Yes, but over the years I have developed the outlook that failure is simply an opportunity to do better next time. So I evaluate and strategize in a proactive way and no longer spiral into self criticism that has a negative result.
 
I have done this forever. Its not bad to savor a nice moment, but too often becomes obsessive endless replaying of bad events. I had to get counseling about it at some point. Its a very hard habit to break.

Whatever you do try and avoid the negative. Anything past 1-2 reviews of an event is sign of it going south and taking your mental well being with it.
 
I've done it for a long time. Yes, I ruminate on these things for sometimes years if they're bad enough. I've also noted that when I ruminate I then tic, usually either a hard blink or a grimace of the mouth. It is the albatross around my neck.
 
I do it too. I have to be careful I don't unexpectedly grimace in front of anyone else if I recall a bad memory in presence of others. That just creates another unpleasant moment in my history of social misadventures.

Often, at night, I will replay certain interactions in my head until I can figure out what I could have done better, and then I replay the "corrected" scenario to comfort myself until I fall asleep. Like, "Yeah, that's the way it really happened." Self-delusion is a great tool. :p
 
The one downside to my quest for self-awareness has been to go so far back in my life...sometimes 30 and 40 years ago to revisit social errors I made, much to my own detriment. It's tough...and I don't like being so tough on myself. But I also can't seem to avoid doing so. I can't change the past and I know it. Yet I continue to revisit it. I guess it's my nature. :confused:
 
Yes!! I have always done this. And I will act out the whole scene while I'm in the shower or in front of the bathroom mirror, and change the ending to what I'd wish I would have done instead. I've found that this behavior in myself helps me to react better in future situations. It helps me think faster on my feet.
 
Yes, I do it all the time.

Its nice when it was a good interaction, I catch myself smiling or giggling.

Not so much if it was an awkward one, or a bad one :(
 
I replay interactions, especially really confusing ones.

Mostly as a way to make sense of them (sometimes it takes years, or they just remain confusing forever) and/or check for things I missed.

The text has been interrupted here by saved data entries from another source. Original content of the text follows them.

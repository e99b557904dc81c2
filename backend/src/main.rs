use std::{sync::Arc, time::Duration};

use axum::http::{HeaderValue, Method};
use sqlx::postgres::PgPoolOptions;
use tower_http::{
    compression::CompressionLayer,
    cors::{Any, CorsLayer},
    trace::TraceLayer,
};
use tracing_subscriber::{layer::SubscriberExt, util::SubscriberInitExt, EnvFilter};

use timesheet_backend::{
    api,
    config::Config,
    schedule::holiday::default_holidays,
    store::{MemoryStore, PgStore, Store},
    submission::{HttpSubmitter, LoggingSubmitter, ScheduleSubmitter},
    AppState,
};

#[tokio::main]
async fn main() -> anyhow::Result<()> {
    // Load .env if present (dev convenience)
    let _ = dotenvy::dotenv();

    // Tracing
    tracing_subscriber::registry()
        .with(EnvFilter::try_from_default_env().unwrap_or_else(|_| "info".into()))
        .with(tracing_subscriber::fmt::layer())
        .init();

    let cfg = Config::from_env()?;

    let store: Arc<dyn Store> = match &cfg.database_url {
        Some(url) => {
            let pool = PgPoolOptions::new()
                .max_connections(20)
                .acquire_timeout(Duration::from_secs(5))
                .connect(url)
                .await?;

            sqlx::migrate!("./migrations").run(&pool).await?;
            tracing::info!("Database connected and migrations applied");

            Arc::new(PgStore::new(pool))
        }
        None => {
            tracing::info!("DATABASE_URL not set, using in-memory store");
            Arc::new(MemoryStore::new())
        }
    };

    if cfg.seed_default_holidays && store.list_holidays().await?.is_empty() {
        let holidays = default_holidays();
        for holiday in &holidays {
            store.add_holiday(holiday).await?;
        }
        tracing::info!("Seeded {} default holidays", holidays.len());
    }

    let submitter: Arc<dyn ScheduleSubmitter> = match &cfg.submission_url {
        Some(url) => {
            tracing::info!("Submitting schedules to {}", url);
            Arc::new(HttpSubmitter::new(url.clone()))
        }
        None => Arc::new(LoggingSubmitter),
    };

    let state = AppState {
        store,
        submitter,
        settings: cfg.schedule_settings(),
    };

    // CORS
    let cors = CorsLayer::new()
        .allow_methods([Method::GET, Method::POST, Method::PUT, Method::DELETE])
        .allow_headers(Any)
        .allow_origin(
            cfg.cors_origins
                .iter()
                .filter_map(|o| o.parse::<HeaderValue>().ok())
                .collect::<Vec<_>>(),
        );

    let app = api::router(state)
        .layer(cors)
        .layer(TraceLayer::new_for_http())
        .layer(CompressionLayer::new());

    let listener = tokio::net::TcpListener::bind(&cfg.listen_addr).await?;
    tracing::info!("Listening on {}", cfg.listen_addr);

    axum::serve(listener, app).await?;

    Ok(())
}
use crate::models::{
    attendance::{Attendance, AttendanceStatus, AttendanceStats},
    schedule::ScheduleDay,
};

use super::clock::duration_hours;

fn round_tenth(value: f64) -> f64 {
    (value * 10.0).round() / 10.0
}

/// Hours between check-in and check-out. Instants win over clock readings so
/// full-day shifts are not folded to zero.
fn worked_hours(record: &Attendance) -> Option<f64> {
    match (record.unix_check_in, record.unix_check_out) {
        (Some(start), Some(end)) if end >= start => Some((end - start) as f64 / 3600.0),
        _ => Some(duration_hours(record.check_in?, record.check_out?)),
    }
}

/// Scheduled length of the shift the record belongs to: the generated work
/// day when there is one, `nominal_hours` otherwise.
fn scheduled_hours(days: &[ScheduleDay], record: &Attendance, nominal_hours: f64) -> f64 {
    days.iter()
        .find(|d| d.date == record.date && d.is_work_day)
        .map_or(nominal_hours, |d| d.shift_seconds() as f64 / 3600.0)
}

/// Aggregates a month of attendance. Overtime is the excess of each worked
/// day over its own scheduled shift, summed; short days do not offset long
/// ones.
pub fn calculate_stats(
    days: &[ScheduleDay],
    nominal_hours: f64,
    records: &[Attendance],
) -> AttendanceStats {
    let mut stats = AttendanceStats::default();
    for record in records {
        match record.status {
            AttendanceStatus::Absent => {
                stats.absent_count += 1;
                continue;
            }
            AttendanceStatus::Late => stats.late_count += 1,
            _ => {}
        }
        if let Some(hours) = worked_hours(record) {
            stats.total_hours += hours;
            stats.overtime_hours +=
                (hours - scheduled_hours(days, record, nominal_hours)).max(0.0);
        }
    }

    stats.overtime_hours = round_tenth(stats.overtime_hours);
    stats.total_hours = round_tenth(stats.total_hours);
    stats
}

But sometimes I replay them just because I'm deeply affected by them in some really positive or really negative way.
 
I'm always going back in time, I believe it makes everything comes together like pieces to the puzzle, you finally get to see every aspect of what's been missing.
 
Yes, me too. My mind continuously plays my past to the extent that I am tormented by my thoughts most of the time. Past experiences pop into my mind from nowhere and can be extremely intrusive, even bad memories from my childhood are still very vivid and deeply felt.

I've been like this all my life and find the least social interaction I have the better, as there's less chance of something coming back to haunt me. I prefer to 'hi and bye' people and shuffle off - I am out several times a day with my dogs so cannot avoid people altogether. I realise that's the best people will get from me:) and I no longer feel quite so bad about it.

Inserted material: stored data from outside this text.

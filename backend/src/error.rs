use axum::{http::StatusCode, response::IntoResponse, Json};
use serde_json::json;

/// Failures raised by the schedule engine itself.
#[derive(thiserror::Error, Debug, Clone, PartialEq)]
pub enum ScheduleError {
    #[error("Schedule configuration error: {0}")]
    Configuration(String),

    #[error("Malformed local time {0:?}, expected HH:MM")]
    MalformedTime(String),

    #[error("Invalid date: {0}")]
    InvalidDate(String),

    #[error("Schedule rejected by submission endpoint: {0}")]
    SubmissionRejected(String),
}

#[derive(thiserror::Error, Debug)]
pub enum AppError {
    #[error("Not found: {0}")]
    NotFound(String),

    #[error("Bad request: {0}")]
    BadRequest(String),

    #[error("Validation error: {0}")]
    Validation(#[from] validator::ValidationErrors),

    #[error("Conflict: {0}")]
    Conflict(String),

    #[error(transparent)]
    Schedule(#[from] ScheduleError),

    #[error("Database error: {0}")]
    Database(#[from] sqlx::Error),

    #[error("Internal error: {0}")]
    Internal(#[from] anyhow::Error),
}

impl IntoResponse for AppError {
    fn into_response(self) -> axum::response::Response {
        let (status, message) = match &self {
            AppError::NotFound(msg) => (StatusCode::NOT_FOUND, msg.clone()),
            AppError::BadRequest(msg) => (StatusCode::BAD_REQUEST, msg.clone()),
            AppError::Conflict(msg) => (StatusCode::CONFLICT, msg.clone()),
            AppError::Validation(e) => {
                let messages: Vec<String> = e
                    .field_errors()
                    .into_iter()
                    .map(|(field, errors)| {
                        let codes: Vec<&str> = errors.iter().map(|err| err.code.as_ref()).collect();
                        format!("{}: {}", field, codes.join(", "))
                    })
                    .collect();
                (StatusCode::BAD_REQUEST, messages.join("; "))
            }
            AppError::Schedule(e) => match e {
                ScheduleError::SubmissionRejected(reason) => {
                    tracing::warn!("Schedule submission rejected: {}", reason);
                    (StatusCode::CONFLICT, self.to_string())
                }
                ScheduleError::Configuration(_)
                | ScheduleError::MalformedTime(_)
                | ScheduleError::InvalidDate(_) => {
                    (StatusCode::UNPROCESSABLE_ENTITY, self.to_string())
                }
            },
            AppError::Database(e) => {
                tracing::error!("Database error: {:?}", e);
                (StatusCode::INTERNAL_SERVER_ERROR, "Database error".into())
            }
            AppError::Internal(e) => {
                tracing::error!("Internal error: {:?}", e);
                (
                    StatusCode::INTERNAL_SERVER_ERROR,
                    "Internal server error".into(),
                )
            }
        };

        (status, Json(json!({ "error": message }))).into_response()
    }
}

pub type Result<T> = std::result::Result<T, AppError>;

Walking away from an every day conversation can leave me exhausted and my internal post conversation analysis can drive me barmy - but I know I am what I am, for good and for bad and try to be 'nice' to people and I try not to think too much.

I recall talking to a fellow dog walker recently and she told me she used to think I was 'unfriendly'. That made me realise how I am perceived by others and although I cannot change my behaviours massively, it did make me think.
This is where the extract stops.